*Assigned task:* Please copy out every line in the entries that includes the word "Some".

*Extracted data:*

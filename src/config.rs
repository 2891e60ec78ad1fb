//! Configuration management for the screen recorder

use anyhow::{bail, Context, Result};
use serde::{Deserialize, Serialize};
use std::net::{Ipv4Addr, SocketAddr};
use std::path::{Path, PathBuf};
use std::time::Duration;

use crate::protocol::{StartParams, DEFAULT_DIRECTORY, DEFAULT_FRAME_LIMIT, DEFAULT_FRAME_RATE};
use crate::transport::Endpoint;

/// Main configuration structure
#[derive(Debug, Clone, Default, Serialize, Deserialize)]
pub struct Config {
    /// Parameters sent with every start request
    #[serde(default)]
    pub recording: RecordingConfig,

    /// Recorder process behavior
    #[serde(default)]
    pub recorder: RecorderConfig,

    /// Controller behavior
    #[serde(default)]
    pub controller: ControllerConfig,

    /// Where the command and response pipes live
    #[serde(default)]
    pub channels: ChannelsConfig,

    /// Path to config file (not serialized)
    #[serde(skip)]
    config_path: Option<PathBuf>,
}

#[derive(Debug, Clone, Serialize, Deserialize)]
pub struct RecordingConfig {
    /// Hard frame limit; the recorder stops itself after this many frames
    #[serde(default = "default_frame_limit")]
    pub frame_limit: u64,

    /// Frame rate of the output video
    #[serde(default = "default_frame_rate")]
    pub frame_rate: u32,

    /// Directory for frames and the output video, relative to the working directory
    #[serde(default = "default_directory_path")]
    pub directory_path: PathBuf,

    /// Start recording as soon as the host starts
    #[serde(default)]
    pub record_on_launch: bool,
}

#[derive(Debug, Clone, Serialize, Deserialize)]
pub struct RecorderConfig {
    /// Frame count that triggers the one-time warning
    #[serde(default = "default_soft_frame_limit")]
    pub soft_frame_limit: u64,

    /// Delay between captures (ms). Derived from the frame rate when unset; 0 = as fast as possible
    #[serde(default)]
    pub capture_interval_ms: Option<u64>,

    /// Controller liveness polling interval (ms)
    #[serde(default = "default_poll_interval")]
    pub peer_poll_interval_ms: u64,

    #[serde(default = "default_output_file_name")]
    pub output_file_name: String,

    /// ffmpeg executable used to encode the video
    #[serde(default = "default_ffmpeg_path")]
    pub ffmpeg_path: PathBuf,
}

#[derive(Debug, Clone, Serialize, Deserialize)]
pub struct ControllerConfig {
    /// Recorder executable; defaults to this binary in recorder mode
    #[serde(default)]
    pub recorder_executable: Option<PathBuf>,

    /// Host liveness polling interval (ms)
    #[serde(default = "default_poll_interval")]
    pub host_poll_interval_ms: u64,

    /// How long to keep retrying a connection to the recorder (ms)
    #[serde(default = "default_connect_timeout")]
    pub connect_timeout_ms: u64,

    /// Grace period for the recorder to finish the video before it is killed
    #[serde(default = "default_shutdown_timeout")]
    pub shutdown_timeout_secs: u64,
}

#[derive(Debug, Clone, Copy, PartialEq, Eq, Serialize, Deserialize)]
#[serde(rename_all = "lowercase")]
pub enum TransportKind {
    /// Unix domain sockets in `socket_dir`
    Unix,
    /// Loopback TCP on `tcp_base_port` and the port after it
    Tcp,
}

impl Default for TransportKind {
    fn default() -> Self {
        if cfg!(unix) {
            TransportKind::Unix
        } else {
            TransportKind::Tcp
        }
    }
}

#[derive(Debug, Clone, Serialize, Deserialize)]
pub struct ChannelsConfig {
    #[serde(default)]
    pub transport: TransportKind,

    /// Directory holding the socket files; the system temp dir when unset
    #[serde(default)]
    pub socket_dir: Option<PathBuf>,

    #[serde(default = "default_command_name")]
    pub command_name: String,

    #[serde(default = "default_response_name")]
    pub response_name: String,

    /// Command port; responses use the next one
    #[serde(default = "default_tcp_base_port")]
    pub tcp_base_port: u16,
}

// Default value functions
fn default_frame_limit() -> u64 {
    DEFAULT_FRAME_LIMIT
}

fn default_frame_rate() -> u32 {
    DEFAULT_FRAME_RATE
}

fn default_directory_path() -> PathBuf {
    PathBuf::from(DEFAULT_DIRECTORY)
}

fn default_soft_frame_limit() -> u64 {
    50_000
}

fn default_poll_interval() -> u64 {
    1000
}

fn default_output_file_name() -> String {
    "output_video.mp4".to_string()
}

fn default_ffmpeg_path() -> PathBuf {
    PathBuf::from("ffmpeg")
}

fn default_connect_timeout() -> u64 {
    10_000
}

fn default_shutdown_timeout() -> u64 {
    300
}

fn default_command_name() -> String {
    "ScreenRecorderPipe".to_string()
}

fn default_response_name() -> String {
    "ScreenRecorderResponsePipe".to_string()
}

fn default_tcp_base_port() -> u16 {
    47630
}

impl Default for RecordingConfig {
    fn default() -> Self {
        Self {
            frame_limit: default_frame_limit(),
            frame_rate: default_frame_rate(),
            directory_path: default_directory_path(),
            record_on_launch: false,
        }
    }
}

impl Default for RecorderConfig {
    fn default() -> Self {
        Self {
            soft_frame_limit: default_soft_frame_limit(),
            capture_interval_ms: None,
            peer_poll_interval_ms: default_poll_interval(),
            output_file_name: default_output_file_name(),
            ffmpeg_path: default_ffmpeg_path(),
        }
    }
}

impl Default for ControllerConfig {
    fn default() -> Self {
        Self {
            recorder_executable: None,
            host_poll_interval_ms: default_poll_interval(),
            connect_timeout_ms: default_connect_timeout(),
            shutdown_timeout_secs: default_shutdown_timeout(),
        }
    }
}

impl Default for ChannelsConfig {
    fn default() -> Self {
        Self {
            transport: TransportKind::default(),
            socket_dir: None,
            command_name: default_command_name(),
            response_name: default_response_name(),
            tcp_base_port: default_tcp_base_port(),
        }
    }
}

impl RecordingConfig {
    /// Parameters for a `Start` command
    pub fn start_params(&self) -> StartParams {
        StartParams {
            frame_limit: self.frame_limit,
            frame_rate: self.frame_rate,
            directory_path: self.directory_path.clone(),
        }
    }
}

impl ChannelsConfig {
    /// Command and response endpoints, in that order
    pub fn endpoints(&self) -> Result<(Endpoint, Endpoint)> {
        match self.transport {
            TransportKind::Unix => self.unix_endpoints(),
            TransportKind::Tcp => {
                let response_port = self
                    .tcp_base_port
                    .checked_add(1)
                    .context("tcp_base_port leaves no room for the response port")?;
                Ok((
                    Endpoint::Tcp(SocketAddr::from((Ipv4Addr::LOCALHOST, self.tcp_base_port))),
                    Endpoint::Tcp(SocketAddr::from((Ipv4Addr::LOCALHOST, response_port))),
                ))
            }
        }
    }

    #[cfg(unix)]
    fn unix_endpoints(&self) -> Result<(Endpoint, Endpoint)> {
        if self.command_name == self.response_name {
            bail!("command_name and response_name must differ");
        }
        let dir = self.socket_dir.clone().unwrap_or_else(std::env::temp_dir);
        Ok((
            Endpoint::Unix(dir.join(format!("{}.sock", self.command_name))),
            Endpoint::Unix(dir.join(format!("{}.sock", self.response_name))),
        ))
    }

    #[cfg(not(unix))]
    fn unix_endpoints(&self) -> Result<(Endpoint, Endpoint)> {
        bail!("unix transport is not available on this platform; use transport = \"tcp\"")
    }
}

impl Config {
    /// Load configuration from default location or create default
    pub fn load() -> Result<Self> {
        Self::load_from(&Self::default_config_path()?)
    }

    /// Load configuration from `config_path`, writing defaults there if it does not exist
    pub fn load_from(config_path: &Path) -> Result<Self> {
        if config_path.exists() {
            let contents = std::fs::read_to_string(config_path)
                .with_context(|| format!("Failed to read config file: {:?}", config_path))?;

            let mut config: Config = toml::from_str(&contents)
                .with_context(|| format!("Failed to parse config file: {:?}", config_path))?;

            config.config_path = Some(config_path.to_path_buf());
            Ok(config)
        } else {
            let config = Config {
                config_path: Some(config_path.to_path_buf()),
                ..Config::default()
            };
            config.save()?;
            Ok(config)
        }
    }

    /// Save configuration to file
    pub fn save(&self) -> Result<()> {
        let config_path = self.config_path()?;

        // Ensure parent directory exists
        if let Some(parent) = config_path.parent() {
            std::fs::create_dir_all(parent)
                .with_context(|| format!("Failed to create config directory: {:?}", parent))?;
        }

        let contents = toml::to_string_pretty(self).context("Failed to serialize config")?;

        std::fs::write(&config_path, contents)
            .with_context(|| format!("Failed to write config file: {:?}", config_path))?;

        Ok(())
    }

    /// Get the config file path
    pub fn config_path(&self) -> Result<PathBuf> {
        match &self.config_path {
            Some(path) => Ok(path.clone()),
            None => Self::default_config_path(),
        }
    }

    /// Get default config path
    fn default_config_path() -> Result<PathBuf> {
        let proj_dirs = directories::ProjectDirs::from("dev", "screen-recorder", "screen-recorder")
            .context("Failed to determine config directory")?;

        Ok(proj_dirs.config_dir().join("config.toml"))
    }

    pub fn connect_timeout(&self) -> Duration {
        Duration::from_millis(self.controller.connect_timeout_ms)
    }
}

*Solution to this task:*
            config.config_path = Some(config_path.to_path_buf());
                config_path: Some(config_path.to_path_buf()),
        if let Some(parent) = config_path.parent() {
            Some(path) => Ok(path.clone()),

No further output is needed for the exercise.